*** RECORDS SUPPLIED ***

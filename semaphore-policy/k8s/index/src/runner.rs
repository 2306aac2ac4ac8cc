use crate::PodIndex;
use semaphore_policy_core::NetworkSetId;
use semaphore_policy_k8s_api::{Event, Pod, Watch};
use semaphore_policy_sync::Queue;
use std::future::Future;
use tokio::sync::watch;
use tracing::{debug, error, info};

/// Feeds pod events into a [`PodIndex`] and queues the resulting syncs.
pub struct Runner {
    index: PodIndex,
    queue: Queue,

    /// Syncs are only queued once the controller's first full sync has listed the external
    /// network sets. Changes made before then are pushed by that full sync.
    initialized: watch::Receiver<bool>,

    /// Set once the first pod listing completes.
    synced: bool,
}

// === impl Runner ===

impl Runner {
    pub fn new(index: PodIndex, queue: Queue, initialized: watch::Receiver<bool>) -> Self {
        Self {
            index,
            queue,
            initialized,
            synced: false,
        }
    }

    pub fn has_synced(&self) -> bool {
        self.synced
    }

    /// Processes pod events until `shutdown` completes or the watch ends.
    pub async fn run(mut self, mut pods: Watch<Pod>, shutdown: impl Future<Output = ()>) {
        tokio::pin!(shutdown);
        loop {
            tokio::select! {
                biased;

                () = &mut shutdown => {
                    info!("Stopping pod index");
                    return;
                }

                ev = pods.recv() => match ev {
                    Some(ev) => self.handle(ev).await,
                    None => {
                        error!("Pod watch terminated");
                        return;
                    }
                },
            }
        }
    }

    pub async fn handle(&mut self, ev: Event<Pod>) {
        let syncs = match ev {
            Event::Init => {
                debug!("Listing pods");
                self.index.reset();
                return;
            }
            Event::InitApply(pod) | Event::Apply(pod) => self.index.apply(pod),
            Event::InitDone => {
                let syncs = self.index.reset_done();
                if !self.synced {
                    info!("Initial pod listing complete");
                    self.synced = true;
                    self.queue.request_full_sync();
                }
                syncs
            }
            Event::Delete(pod) => self.index.delete(pod),
        };
        self.request_syncs(syncs).await;
    }

    async fn request_syncs(&self, syncs: Vec<NetworkSetId>) {
        if syncs.is_empty() {
            return;
        }
        if !*self.initialized.borrow() {
            debug!(?syncs, "Skipping syncs until the initial full sync lists network sets");
            return;
        }
        for id in syncs {
            self.queue.request_sync(id).await;
        }
    }
}
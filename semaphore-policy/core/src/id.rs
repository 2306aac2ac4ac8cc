use std::{borrow::Borrow, fmt, str::FromStr};

/// Identifies the owner of a group of network sets, e.g. the name of the cluster whose pods are
/// being watched.
///
/// Scopes are RFC 1123 labels so that they never contain the `.` separator used in
/// [`NetworkSetId`]s.
#[derive(Clone, Debug, PartialEq, Eq, Hash)]
pub struct Scope(String);

/// The name of a network set, both in the store and in the external API.
///
/// Ids are formatted as `{scope}.{namespace}.{name}`. Neither scopes nor Kubernetes namespaces may
/// contain dots, so distinct triples always produce distinct ids.
#[derive(Clone, Debug, PartialEq, Eq, Hash, PartialOrd, Ord)]
pub struct NetworkSetId(String);

#[derive(Debug, thiserror::Error)]
#[error("invalid scope {0:?}: must be a lowercase RFC 1123 label of at most 63 characters")]
pub struct InvalidScope(String);

// === impl Scope ===

impl Scope {
    const MAX_LEN: usize = 63;

    pub fn new(scope: impl Into<String>) -> Result<Self, InvalidScope> {
        let scope = scope.into();
        let valid_chars = scope
            .bytes()
            .all(|b| b.is_ascii_lowercase() || b.is_ascii_digit() || b == b'-');
        let valid_ends = !scope.starts_with('-') && !scope.ends_with('-');
        if scope.is_empty() || scope.len() > Self::MAX_LEN || !valid_chars || !valid_ends {
            return Err(InvalidScope(scope));
        }
        Ok(Self(scope))
    }

    pub fn as_str(&self) -> &str {
        &self.0
    }
}

impl FromStr for Scope {
    type Err = InvalidScope;

    fn from_str(s: &str) -> Result<Self, Self::Err> {
        Self::new(s)
    }
}

impl fmt::Display for Scope {
    fn fmt(&self, f: &mut fmt::Formatter<'_>) -> fmt::Result {
        self.0.fmt(f)
    }
}

// === impl NetworkSetId ===

impl NetworkSetId {
    pub fn new(scope: &Scope, namespace: &str, name: &str) -> Self {
        Self(format!("{}.{}.{}", scope, namespace, name))
    }

    pub fn as_str(&self) -> &str {
        &self.0
    }
}

/// Ids read back from the external API are taken verbatim.
impl From<String> for NetworkSetId {
    fn from(id: String) -> Self {
        Self(id)
    }
}

impl From<&str> for NetworkSetId {
    fn from(id: &str) -> Self {
        Self(id.to_string())
    }
}

impl Borrow<str> for NetworkSetId {
    fn borrow(&self) -> &str {
        &self.0
    }
}

impl AsRef<str> for NetworkSetId {
    fn as_ref(&self) -> &str {
        &self.0
    }
}

impl fmt::Display for NetworkSetId {
    fn fmt(&self, f: &mut fmt::Formatter<'_>) -> fmt::Result {
        self.0.fmt(f)
    }
}
use prometheus_client::{
    encoding::EncodeLabelSet,
    metrics::{counter::Counter, family::Family},
    registry::Registry,
};
use semaphore_policy_core::NetworkSetId;

#[derive(Clone, Debug)]
pub struct SyncMetrics {
    queue_full: Family<NetworkSetLabels, Counter>,
    requeues: Family<NetworkSetLabels, Counter>,
}

#[derive(Clone, Debug, Hash, PartialEq, Eq, EncodeLabelSet)]
struct NetworkSetLabels {
    globalnetworkset: String,
}

impl SyncMetrics {
    pub fn register(prom: &mut Registry) -> Self {
        let queue_full = Family::default();
        prom.register(
            "sync_queue_full_failures",
            "Count of sync tasks that could not be queued in time because the sync queue was full",
            queue_full.clone(),
        );

        let requeues = Family::default();
        prom.register(
            "sync_requeue",
            "Count of sync tasks scheduled for a retry",
            requeues.clone(),
        );

        Self {
            queue_full,
            requeues,
        }
    }

    pub(crate) fn queue_full(&self, id: &NetworkSetId) {
        self.queue_full.get_or_create(&id.into()).inc();
    }

    pub(crate) fn requeued(&self, id: &NetworkSetId) {
        self.requeues.get_or_create(&id.into()).inc();
    }

    #[cfg(test)]
    pub(crate) fn queue_full_count(&self, id: &str) -> u64 {
        self.queue_full
            .get_or_create(&NetworkSetId::from(id).into())
            .get()
    }

    #[cfg(test)]
    pub(crate) fn requeue_count(&self, id: &str) -> u64 {
        self.requeues
            .get_or_create(&NetworkSetId::from(id).into())
            .get()
    }
}

impl From<&NetworkSetId> for NetworkSetLabels {
    fn from(id: &NetworkSetId) -> Self {
        Self {
            globalnetworkset: id.to_string(),
        }
    }
}

impl From<NetworkSetId> for NetworkSetLabels {
    fn from(id: NetworkSetId) -> Self {
        Self {
            globalnetworkset: id.to_string(),
        }
    }
}
use crate::SyncMetrics;
use ahash::AHashSet as HashSet;
use parking_lot::Mutex;
use semaphore_policy_core::NetworkSetId;
use std::sync::Arc;
use tokio::{
    sync::mpsc::{
        self,
        error::{SendTimeoutError, TrySendError},
    },
    time,
};
use tracing::{debug, warn};

/// Requests that the network set be re-derived from the store and pushed to (or deleted from)
/// the external API.
#[derive(Clone, Debug, PartialEq, Eq)]
pub struct SyncTask {
    pub id: NetworkSetId,
}

/// Hands sync tasks to the [`Controller`](crate::Controller).
#[derive(Clone, Debug)]
pub struct Queue {
    tasks: mpsc::Sender<SyncTask>,
    full_syncs: mpsc::Sender<()>,

    /// Network sets with a requeue waiting out its backoff.
    backoffs: Arc<Mutex<HashSet<NetworkSetId>>>,

    enqueue_timeout: time::Duration,
    backoff: time::Duration,
    metrics: SyncMetrics,
}

// === impl Queue ===

impl Queue {
    pub(crate) fn new(
        tasks: mpsc::Sender<SyncTask>,
        full_syncs: mpsc::Sender<()>,
        enqueue_timeout: time::Duration,
        backoff: time::Duration,
        metrics: SyncMetrics,
    ) -> Self {
        Self {
            tasks,
            full_syncs,
            backoffs: Default::default(),
            enqueue_timeout,
            backoff,
            metrics,
        }
    }

    /// Queues a sync of the network set.
    ///
    /// Waits up to the enqueue timeout for the controller to accept the task. If it does not,
    /// the task is requeued after the backoff.
    pub async fn request_sync(&self, id: NetworkSetId) {
        let task = SyncTask { id };
        match self.tasks.send_timeout(task, self.enqueue_timeout).await {
            Ok(()) => {}
            Err(SendTimeoutError::Timeout(SyncTask { id })) => {
                warn!(%id, timeout = ?self.enqueue_timeout, "Timed out queueing sync task; the sync queue is full");
                self.metrics.queue_full(&id);
                self.requeue(id);
            }
            Err(SendTimeoutError::Closed(SyncTask { id })) => {
                debug!(%id, "Sync queue closed; dropping sync task");
            }
        }
    }

    /// Schedules a sync of the network set once the backoff elapses. Never blocks.
    ///
    /// A network set is waiting out at most one backoff at a time: requeueing it again before the
    /// pending requeue fires has no effect.
    pub fn requeue(&self, id: NetworkSetId) {
        if !self.backoffs.lock().insert(id.clone()) {
            debug!(%id, "Sync task already requeued");
            return;
        }
        self.metrics.requeued(&id);
        debug!(%id, backoff = ?self.backoff, "Requeueing sync task");

        let queue = self.clone();
        tokio::spawn(async move {
            time::sleep(queue.backoff).await;
            queue.backoffs.lock().remove(&id);
            queue.request_sync(id).await;
        });
    }

    /// Asks the controller to run a full sync. Has no effect if one is already pending.
    pub fn request_full_sync(&self) {
        match self.full_syncs.try_send(()) {
            Ok(()) | Err(TrySendError::Full(())) => {}
            Err(TrySendError::Closed(())) => debug!("Sync queue closed; dropping full sync"),
        }
    }

    /// Asks the controller to run a full sync once the backoff elapses.
    pub(crate) fn requeue_full_sync(&self) {
        debug!(backoff = ?self.backoff, "Requeueing full sync");
        let queue = self.clone();
        tokio::spawn(async move {
            time::sleep(queue.backoff).await;
            queue.request_full_sync();
        });
    }
}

*** End of RECORDS SUPPLIED ***

DESCRIPTION OF THE TASK: Looking back over the data above, restate word for word the lines that begin at the line with "Waits up to" and end at the line with "has no effect.", inclusive.

EXERCISE RESPONSE:
    /// Waits up to the enqueue timeout for the controller to accept the task. If it does not,
    /// the task is requeued after the backoff.
    pub async fn request_sync(&self, id: NetworkSetId) {
        let task = SyncTask { id };
        match self.tasks.send_timeout(task, self.enqueue_timeout).await {
            Ok(()) => {}
            Err(SendTimeoutError::Timeout(SyncTask { id })) => {
                warn!(%id, timeout = ?self.enqueue_timeout, "Timed out queueing sync task; the sync queue is full");
                self.metrics.queue_full(&id);
                self.requeue(id);
            }
            Err(SendTimeoutError::Closed(SyncTask { id })) => {
                debug!(%id, "Sync queue closed; dropping sync task");
            }
        }
    }

    /// Schedules a sync of the network set once the backoff elapses. Never blocks.
    ///
    /// A network set is waiting out at most one backoff at a time: requeueing it again before the
    /// pending requeue fires has no effect.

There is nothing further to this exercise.